If you're a self-employed locksmith working regularly for the same client, or if you run a small locksmith business and hire contractors, IR35 is something you need to understand. It's not new, but the rules have tightened since April 2021, and they're still being enforced hard by HMRC.
IR35 is tax legislation designed to stop people dodging employment taxes by pretending to be self-employed when they're effectively employees. For locksmiths, this usually means: if you work exclusively for one company (like a facilities management firm), you're controlled by them, work their hours, use their equipment, and follow their processes, you might be caught by IR35 even if you have your own limited company.
Being 'inside IR35' means HMRC considers you an employee in all but name. You'll owe National Insurance contributions at employee rates, and your client becomes responsible for deducting tax at source. Your take-home pay drops significantly.
Let's use a real example. Say you're a locksmith working through your limited company, contracted to a commercial property management client on a 12-month rolling contract. You attend their sites three days a week, use their van, wear their uniform, and report to their operations manager. You bill them £400 per week. If HMRC determines you're inside IR35, you won't be getting that full £400. Your client will deduct roughly £90 in tax and National Insurance, leaving you with about £310. You'll also lose the benefit of dividend allowances and other self-employment tax breaks.
HMRC uses a framework called the 'Status Test'. It's not a rigid checklist. Instead, they weigh several factors:
None of these factors is decisive on its own. HMRC looks at the whole picture.
Scenario one: You're a solo locksmith with your own van and tools. You work for multiple clients on job-by-job basis. You control your schedule, choose which jobs to take, and set your rates. You're almost certainly outside IR35. There's no control, no integration, genuine financial risk, and flexibility on both sides.

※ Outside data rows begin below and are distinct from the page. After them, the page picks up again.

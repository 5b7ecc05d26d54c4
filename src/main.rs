// src/main.rs

use anyhow::Context;
use clap::Parser;
use log::info;
use std::path::PathBuf;

use acq_oscillation_report::batch::{run_batch, BatchConfig};
use acq_oscillation_report::constants::{
    DEFAULT_DATA_DIR, DEFAULT_OUTPUT_DIR, DEFAULT_PARAMS_FILE, DEFAULT_REPORT_NAME,
    RECORDING_EXTENSION,
};
use acq_oscillation_report::crate_version;
use acq_oscillation_report::data_input::parameters::ParameterStore;
use acq_oscillation_report::plot_functions::plot_oscillations::{
    DiagnosticRenderer, NullRenderer, PngRenderer,
};
use acq_oscillation_report::report::spreadsheet::XlsxReport;

#[derive(Parser)]
#[command(
    author,
    version,
    about = "Peak/valley oscillation analysis of acquisition exports, with plots and an Excel report"
)]
struct Args {
    /// Folder holding the recordings to analyse
    #[arg(long, default_value = DEFAULT_DATA_DIR)]
    data_dir: PathBuf,
    /// JSON file with per-channel peak_prominence and peak_min_distance
    #[arg(long, default_value = DEFAULT_PARAMS_FILE)]
    params: PathBuf,
    /// Folder receiving the report and one plot folder per recording
    #[arg(long, default_value = DEFAULT_OUTPUT_DIR)]
    output_dir: PathBuf,
    /// Report file name, written inside the output folder
    #[arg(long, default_value = DEFAULT_REPORT_NAME)]
    report_name: String,
    /// Recording file extension (without the dot)
    #[arg(long, default_value = RECORDING_EXTENSION)]
    extension: String,
    /// Skip the diagnostic PNG plots
    #[arg(long, default_value_t = false)]
    no_plots: bool,
}

fn main() -> anyhow::Result<()> {
    env_logger::Builder::from_env(env_logger::Env::default().default_filter_or("info")).init();
    let args = Args::parse();
    info!("acq_oscillation_report {}", crate_version());

    let parameters = ParameterStore::load(&args.params).with_context(|| {
        format!(
            "cannot run without detection parameters from '{}'",
            args.params.display()
        )
    })?;

    let config = BatchConfig {
        data_dir: args.data_dir,
        output_dir: args.output_dir.clone(),
        extension: args.extension,
    };
    let renderer: &dyn DiagnosticRenderer = if args.no_plots {
        &NullRenderer
    } else {
        &PngRenderer
    };
    let mut report = XlsxReport::new(args.output_dir.join(&args.report_name));

    let summary = run_batch(&config, &parameters, renderer, &mut report)
        .with_context(|| format!("batch over '{}' failed", config.data_dir.display()))?;

    println!(
        "Files: {} found, {} processed, {} failed. Channels: {} processed, {} skipped. Rows written: {}",
        summary.files_discovered,
        summary.files_processed,
        summary.files_failed,
        summary.channels_processed,
        summary.channels_skipped,
        summary.rows_written
    );
    Ok(())
}

// src/main.rs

Scenario two: You work for a large facilities company as a contractor. You're on their payroll system, attend their site five days a week, report to their supervisor, use their equipment, and they require you to be there during set hours. You invoice them weekly. You're almost certainly inside IR35. The control, integration, and lack of substitution rights are clear markers of employment.
Scenario three: You're contracted to a property management firm for emergency locksmith call-outs. You work on-call, you use your own van and tools, you choose whether to accept each job, and you work for other clients too. You're probably outside IR35. You have control, financial risk, substitution rights (another locksmith could cover your calls), and no integration into their workforce.
Before April 2021, employees bore the burden of checking their IR35 status. Now, the responsibility sits with the client or the agency arranging the contract. If you're working through a limited company and someone hires you, they must make a determination about your status and tell you in writing. That's called an 'off-payroll working' notification.
For locksmiths, this means if you're contracting to larger organisations, you're more likely to receive a formal status decision now than you would have five years ago. That's actually helpful, because at least you know where you stand.
If HMRC investigates and finds you've been incorrectly treated as self-employed when you're inside IR35, you'll owe back taxes, National Insurance, and penalties. Interest runs from the original due date. For a locksmith earning £25,000 a year through a contract later deemed inside IR35, the back bill could easily reach £8,000 to £12,000 over three years, plus interest and penalties on top.
Your client could face penalties too, which is why larger organisations are now more cautious about their contractor determinations.
First, if you're contracting regularly for one client, ask for their IR35 determination in writing. If they haven't done one, push them to. You need clarity.
Second, document your actual working arrangement. Keep records of your communications, invoices, and the day-to-day reality of how you work. This matters if HMRC ever questions things.
Third, consider your contract terms carefully. If you want to stay outside IR35, your contract should explicitly mention your right to substitute another locksmith, your freedom to work for other clients, and that you control your own methods and hours.
Fourth, don't rely on what a client tells you. If they say you're outside IR35 but the facts suggest otherwise, HMRC won't accept the client's word as a defence.
IR35 isn't going away. It's a permanent feature of the tax landscape for contractors. For locksmiths, the key is understanding whether you're genuinely self-employed (outside IR35) or genuinely an employee in disguise (inside IR35). If you're inside IR35, accept it and factor the tax cost into your pricing. If you're outside, protect that status by maintaining genuine independence in how you work. Get professional advice if your situation is unclear. An accountant experienced in contractor tax costs around £200-300 for a consultation but could save you thousands if they help you avoid costly mistakes.